** TASK MATERIAL follows **
//! Object Store Abstraction
//!
//! Trait-based boundary to an S3-compatible bucket. Everything the transfer
//! engine and change monitor need goes through `ObjectStoreClient`; nothing
//! else in the crate talks to storage.
//!
//! Implementations:
//! - `InMemoryObjectStore`: For unit tests, with a controllable clock
//! - `LocalFsObjectStore`: For development and local testing
//! - `SimulatedObjectStore`: Fault-injecting wrapper for failure tests
//! - `S3ObjectStore`: For production (feature-gated)

pub mod local_fs;
pub mod memory;
#[cfg(feature = "s3")]
pub mod s3;
pub mod simulated;

pub use local_fs::LocalFsObjectStore;
pub use memory::InMemoryObjectStore;
#[cfg(feature = "s3")]
pub use s3::S3ObjectStore;
pub use simulated::{
    count_calls, SimulatedObjectStore, SimulatedStoreConfig, SimulatedStoreStats, StoreCall,
};

use crate::clock::Timestamp;
use crate::config::{BucketConfig, StoreType};
use crate::error::{BucketError, BucketResult};
use bytes::Bytes;
use futures::stream::BoxStream;
use serde::{Deserialize, Serialize};
use std::future::Future;
use std::io::Result as IoResult;
use std::pin::Pin;
use std::sync::Arc;

/// Boxed future returned by every store operation
pub type StoreFuture<'a, T> = Pin<Box<dyn Future<Output = IoResult<T>> + Send + 'a>>;

/// Forward-only body of a retrieved object
pub type ByteStream = BoxStream<'static, IoResult<Bytes>>;

/// One entry of a bucket listing
#[derive(Debug, Clone, PartialEq, Eq, Serialize, Deserialize)]
pub struct ObjectRecord {
    /// Object key
    pub key: String,
    /// Last modification time reported by the store
    pub last_modified: Timestamp,
}

/// Opaque multipart session token issued by the store
#[derive(Debug, Clone, PartialEq, Eq, Hash, Serialize, Deserialize)]
pub struct UploadId(pub String);

impl UploadId {
    pub fn as_str(&self) -> &str {
        &self.0
    }
}

impl std::fmt::Display for UploadId {
    fn fmt(&self, f: &mut std::fmt::Formatter<'_>) -> std::fmt::Result {
        f.write_str(&self.0)
    }
}

/// Receipt for an uploaded part, passed back on completion
#[derive(Debug, Clone, PartialEq, Eq, Serialize, Deserialize)]
pub struct CompletedPart {
    /// 1-based part number
    pub part_number: u32,
    /// Store-issued tag (ETag) for the part
    pub tag: String,
}

/// Object store contract, bound to a single bucket at construction.
///
/// `ErrorKind::NotFound` means a missing key or unknown upload session.
/// `ErrorKind::InvalidInput` means the multipart protocol was violated.
pub trait ObjectStoreClient: Send + Sync + 'static {
    /// Put an object (create or overwrite)
    fn put<'a>(&'a self, key: &'a str, data: Bytes) -> StoreFuture<'a, ()>;

    /// Open an object's contents as a byte stream
    fn get<'a>(&'a self, key: &'a str) -> StoreFuture<'a, ByteStream>;

    /// Check if an object exists
    fn exists<'a>(&'a self, key: &'a str) -> StoreFuture<'a, bool>;

    /// List every object under `prefix` with its modification time
    fn list<'a>(&'a self, prefix: &'a str) -> StoreFuture<'a, Vec<ObjectRecord>>;

    /// Start a multipart upload session
    fn create_multipart<'a>(&'a self, key: &'a str) -> StoreFuture<'a, UploadId>;

    /// Upload one part of a session
    fn upload_part<'a>(
        &'a self,
        key: &'a str,
        upload_id: &'a UploadId,
        part_number: u32,
        data: Bytes,
    ) -> StoreFuture<'a, CompletedPart>;

    /// Assemble the object from the given ordered parts
    fn complete_multipart<'a>(
        &'a self,
        key: &'a str,
        upload_id: &'a UploadId,
        parts: Vec<CompletedPart>,
    ) -> StoreFuture<'a, ()>;

    /// Discard a session and any parts uploaded to it
    fn abort_multipart<'a>(&'a self, key: &'a str, upload_id: &'a UploadId)
        -> StoreFuture<'a, ()>;
}

impl<T: ObjectStoreClient + ?Sized> ObjectStoreClient for Arc<T> {
    fn put<'a>(&'a self, key: &'a str, data: Bytes) -> StoreFuture<'a, ()> {
        (**self).put(key, data)
    }

    fn get<'a>(&'a self, key: &'a str) -> StoreFuture<'a, ByteStream> {
        (**self).get(key)
    }

    fn exists<'a>(&'a self, key: &'a str) -> StoreFuture<'a, bool> {
        (**self).exists(key)
    }

    fn list<'a>(&'a self, prefix: &'a str) -> StoreFuture<'a, Vec<ObjectRecord>> {
        (**self).list(prefix)
    }

    fn create_multipart<'a>(&'a self, key: &'a str) -> StoreFuture<'a, UploadId> {
        (**self).create_multipart(key)
    }

    fn upload_part<'a>(
        &'a self,
        key: &'a str,
        upload_id: &'a UploadId,
        part_number: u32,
        data: Bytes,
    ) -> StoreFuture<'a, CompletedPart> {
        (**self).upload_part(key, upload_id, part_number, data)
    }

    fn complete_multipart<'a>(
        &'a self,
        key: &'a str,
        upload_id: &'a UploadId,
        parts: Vec<CompletedPart>,
    ) -> StoreFuture<'a, ()> {
        (**self).complete_multipart(key, upload_id, parts)
    }

    fn abort_multipart<'a>(
        &'a self,
        key: &'a str,
        upload_id: &'a UploadId,
    ) -> StoreFuture<'a, ()> {
        (**self).abort_multipart(key, upload_id)
    }
}

/// Tag for a part's content: part number plus CRC32 of the bytes
pub(crate) fn part_tag(part_number: u32, data: &[u8]) -> String {
    format!("{}-{:08x}", part_number, crc32fast::hash(data))
}

/// Build the collaborator selected by `config`
pub async fn open_store(config: &BucketConfig) -> BucketResult<Arc<dyn ObjectStoreClient>> {
    config.validate()?;
    match config.store_type {
        StoreType::InMemory => Ok(Arc::new(InMemoryObjectStore::new())),
        StoreType::LocalFs => {
            let path = config
                .local_path
                .clone()
                .ok_or_else(|| BucketError::Config("local_path is required".to_string()))?;
            let store = LocalFsObjectStore::open(path).await?;
            Ok(Arc::new(store))
        }
        #[cfg(feature = "s3")]
        StoreType::S3 => {
            let s3 = config
                .s3
                .clone()
                .ok_or_else(|| BucketError::Config("s3 section is required".to_string()))?;
            Ok(Arc::new(S3ObjectStore::new(s3)?))
        }
    }
}

#[cfg(test)]
mod tests {
    use super::*;

    #[test]
    fn test_part_tag_depends_on_content_and_number() {
        assert_eq!(part_tag(1, b"abc"), part_tag(1, b"abc"));
        assert_ne!(part_tag(1, b"abc"), part_tag(2, b"abc"));
        assert_ne!(part_tag(1, b"abc"), part_tag(1, b"abd"));
        assert!(part_tag(3, b"").starts_with("3-"));
    }

    #[tokio::test]
    async fn test_open_store_in_memory() {
        let config = BucketConfig::test();
        let store = open_store(&config).await.unwrap();
        assert!(store.list("").await.unwrap().is_empty());
    }

    #[tokio::test]
    async fn test_open_store_local_fs_requires_path() {
        let mut config = BucketConfig::test();
        config.store_type = StoreType::LocalFs;
        config.local_path = None;
        assert!(matches!(
            open_store(&config).await,
            Err(BucketError::Config(_))
        ));
    }

    #[tokio::test]
    async fn test_arc_store_delegates() {
        let store = Arc::new(InMemoryObjectStore::new());
        let shared: Arc<dyn ObjectStoreClient> = store.clone();
        shared.put("k", Bytes::from_static(b"v")).await.unwrap();
        assert!(store.exists("k").await.unwrap());
    }
}
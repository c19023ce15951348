//! S3 Object Store Implementation
//!
//! Provides an S3-compatible object store for production use.
//! Uses the `object_store` crate from the Arrow ecosystem, both its plain
//! object API and its low-level `MultipartStore` API, which exposes upload
//! ids and part numbers directly.
//!
//! Supports:
//! - AWS S3
//! - S3-compatible services (MinIO, LocalStack, etc.)
//! - Custom endpoints

use super::{ByteStream, CompletedPart, ObjectRecord, ObjectStoreClient, StoreFuture, UploadId};
use crate::clock::Timestamp;
use crate::config::S3Config;
use bytes::Bytes;
use futures::{StreamExt, TryStreamExt};
use object_store::aws::{AmazonS3, AmazonS3Builder};
use object_store::multipart::{MultipartStore, PartId};
use object_store::path::Path as ObjectPath;
use object_store::ObjectStore as _;
use std::io::{Error as IoError, ErrorKind, Result as IoResult};
use std::sync::Arc;

/// S3 Object Store for production deployments
#[derive(Clone)]
pub struct S3ObjectStore {
    store: Arc<AmazonS3>,
    prefix: String,
}

impl S3ObjectStore {
    /// Create a new S3 object store
    ///
    /// Credentials come from the environment:
    /// - AWS_ACCESS_KEY_ID
    /// - AWS_SECRET_ACCESS_KEY
    /// - AWS_REGION (or uses config.region)
    /// - AWS_ENDPOINT (or uses config.endpoint for MinIO)
    pub fn new(config: S3Config) -> IoResult<Self> {
        let mut builder = AmazonS3Builder::from_env()
            .with_bucket_name(&config.bucket)
            .with_region(&config.region);

        // Use custom endpoint for S3-compatible services (MinIO)
        if let Some(endpoint) = &config.endpoint {
            builder = builder
                .with_endpoint(endpoint)
                .with_allow_http(endpoint.starts_with("http://"));
        }

        let store = builder.build().map_err(|e| {
            IoError::new(
                ErrorKind::InvalidInput,
                format!("Failed to create S3 store: {}", e),
            )
        })?;

        Ok(S3ObjectStore {
            store: Arc::new(store),
            prefix: config.prefix.trim_matches('/').to_string(),
        })
    }

    /// Get the full path with prefix
    fn full_path(&self, key: &str) -> ObjectPath {
        if self.prefix.is_empty() {
            ObjectPath::from(key)
        } else {
            ObjectPath::from(format!("{}/{}", self.prefix, key))
        }
    }

    /// Strip prefix from path
    fn strip_prefix(&self, path: &ObjectPath) -> String {
        let path_str = path.to_string();
        if self.prefix.is_empty() {
            path_str
        } else {
            let prefix_with_slash = format!("{}/", self.prefix);
            path_str
                .strip_prefix(&prefix_with_slash)
                .unwrap_or(&path_str)
                .to_string()
        }
    }

    /// Convert object_store errors to IoError
    fn map_error(err: object_store::Error) -> IoError {
        match &err {
            object_store::Error::NotFound { .. } => IoError::new(ErrorKind::NotFound, err.to_string()),
            object_store::Error::AlreadyExists { .. } => {
                IoError::new(ErrorKind::AlreadyExists, err.to_string())
            }
            object_store::Error::Precondition { .. } => {
                IoError::new(ErrorKind::InvalidInput, err.to_string())
            }
            _ => IoError::new(ErrorKind::Other, err.to_string()),
        }
    }
}

impl std::fmt::Debug for S3ObjectStore {
    fn fmt(&self, f: &mut std::fmt::Formatter<'_>) -> std::fmt::Result {
        f.debug_struct("S3ObjectStore")
            .field("prefix", &self.prefix)
            .finish()
    }
}

impl ObjectStoreClient for S3ObjectStore {
    fn put<'a>(&'a self, key: &'a str, data: Bytes) -> StoreFuture<'a, ()> {
        Box::pin(async move {
            let path = self.full_path(key);
            self.store
                .put(&path, data.into())
                .await
                .map_err(Self::map_error)?;
            Ok(())
        })
    }

    fn get<'a>(&'a self, key: &'a str) -> StoreFuture<'a, ByteStream> {
        Box::pin(async move {
            let path = self.full_path(key);
            let result = self.store.get(&path).await.map_err(Self::map_error)?;
            Ok(result.into_stream().map_err(Self::map_error).boxed())
        })
    }

    fn exists<'a>(&'a self, key: &'a str) -> StoreFuture<'a, bool> {
        Box::pin(async move {
            let path = self.full_path(key);
            match self.store.head(&path).await {
                Ok(_) => Ok(true),
                Err(object_store::Error::NotFound { .. }) => Ok(false),
                Err(e) => Err(Self::map_error(e)),
            }
        })
    }

    fn list<'a>(&'a self, prefix: &'a str) -> StoreFuture<'a, Vec<ObjectRecord>> {
        Box::pin(async move {
            // S3 paginates internally; the stream yields the complete key set
            let base = if self.prefix.is_empty() {
                None
            } else {
                Some(ObjectPath::from(self.prefix.as_str()))
            };
            let metas: Vec<_> = self
                .store
                .list(base.as_ref())
                .try_collect()
                .await
                .map_err(Self::map_error)?;

            let mut records: Vec<ObjectRecord> = metas
                .into_iter()
                .map(|meta| ObjectRecord {
                    key: self.strip_prefix(&meta.location),
                    last_modified: Timestamp::from_millis(
                        meta.last_modified.timestamp_millis().try_into().unwrap_or(0),
                    ),
                })
                .filter(|r| r.key.starts_with(prefix))
                .collect();
            records.sort_by(|a, b| a.key.cmp(&b.key));
            Ok(records)
        })
    }

    fn create_multipart<'a>(&'a self, key: &'a str) -> StoreFuture<'a, UploadId> {
        Box::pin(async move {
            let path = self.full_path(key);
            let id = self
                .store
                .create_multipart(&path)
                .await
                .map_err(Self::map_error)?;
            Ok(UploadId(id))
        })
    }

    fn upload_part<'a>(
        &'a self,
        key: &'a str,
        upload_id: &'a UploadId,
        part_number: u32,
        data: Bytes,
    ) -> StoreFuture<'a, CompletedPart> {
        Box::pin(async move {
            if part_number == 0 {
                return Err(IoError::new(ErrorKind::InvalidInput, "part numbers start at 1"));
            }
            let path = self.full_path(key);
            // object_store numbers parts from zero
            let part = self
                .store
                .put_part(&path, &upload_id.0, (part_number - 1) as usize, data.into())
                .await
                .map_err(Self::map_error)?;
            Ok(CompletedPart {
                part_number,
                tag: part.content_id,
            })
        })
    }

    fn complete_multipart<'a>(
        &'a self,
        key: &'a str,
        upload_id: &'a UploadId,
        parts: Vec<CompletedPart>,
    ) -> StoreFuture<'a, ()> {
        Box::pin(async move {
            let path = self.full_path(key);

            // S3 rejects a completion with no parts: drop the session and
            // write the empty object directly
            if parts.is_empty() {
                self.store
                    .abort_multipart(&path, &upload_id.0)
                    .await
                    .map_err(Self::map_error)?;
                self.store
                    .put(&path, Bytes::new().into())
                    .await
                    .map_err(Self::map_error)?;
                return Ok(());
            }

            let part_ids = parts
                .into_iter()
                .map(|p| PartId { content_id: p.tag })
                .collect();
            self.store
                .complete_multipart(&path, &upload_id.0, part_ids)
                .await
                .map_err(Self::map_error)?;
            Ok(())
        })
    }

    fn abort_multipart<'a>(
        &'a self,
        key: &'a str,
        upload_id: &'a UploadId,
    ) -> StoreFuture<'a, ()> {
        Box::pin(async move {
            let path = self.full_path(key);
            self.store
                .abort_multipart(&path, &upload_id.0)
                .await
                .map_err(Self::map_error)
        })
    }
}

#[cfg(test)]
mod tests {
    use super::*;

    fn store_with_prefix(prefix: &str) -> S3ObjectStore {
        S3ObjectStore::new(S3Config {
            bucket: "test-bucket".to_string(),
            prefix: prefix.to_string(),
            region: "us-east-1".to_string(),
            endpoint: Some("http://localhost:9000".to_string()),
        })
        .unwrap()
    }

    #[test]
    fn test_full_path_with_prefix() {
        let store = store_with_prefix("incoming/");
        assert_eq!(
            store.full_path("reports/q1.json").to_string(),
            "incoming/reports/q1.json"
        );
    }

    #[test]
    fn test_full_path_without_prefix() {
        let store = store_with_prefix("");
        assert_eq!(store.full_path("reports/q1.json").to_string(), "reports/q1.json");
    }

    #[test]
    fn test_strip_prefix() {
        let store = store_with_prefix("incoming");
        let path = ObjectPath::from("incoming/reports/q1.json");
        assert_eq!(store.strip_prefix(&path), "reports/q1.json");
    }
}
** End of TASK MATERIAL **
**TASK TO COMPLETE:** Reproduce, exactly as they stand in the data above, the lines from the one that holds "pub use local_fs::LocalFsObjectStore;" to the one that holds "reported by the store", inclusive.

**OUTPUT FOR THIS TASK:**
pub use local_fs::LocalFsObjectStore;
pub use memory::InMemoryObjectStore;
#[cfg(feature = "s3")]
pub use s3::S3ObjectStore;
pub use simulated::{
    count_calls, SimulatedObjectStore, SimulatedStoreConfig, SimulatedStoreStats, StoreCall,
};

use crate::clock::Timestamp;
use crate::config::{BucketConfig, StoreType};
use crate::error::{BucketError, BucketResult};
use bytes::Bytes;
use futures::stream::BoxStream;
use serde::{Deserialize, Serialize};
use std::future::Future;
use std::io::Result as IoResult;
use std::pin::Pin;
use std::sync::Arc;

/// Boxed future returned by every store operation
pub type StoreFuture<'a, T> = Pin<Box<dyn Future<Output = IoResult<T>> + Send + 'a>>;

/// Forward-only body of a retrieved object
pub type ByteStream = BoxStream<'static, IoResult<Bytes>>;

/// One entry of a bucket listing
#[derive(Debug, Clone, PartialEq, Eq, Serialize, Deserialize)]
pub struct ObjectRecord {
    /// Object key
    pub key: String,
    /// Last modification time reported by the store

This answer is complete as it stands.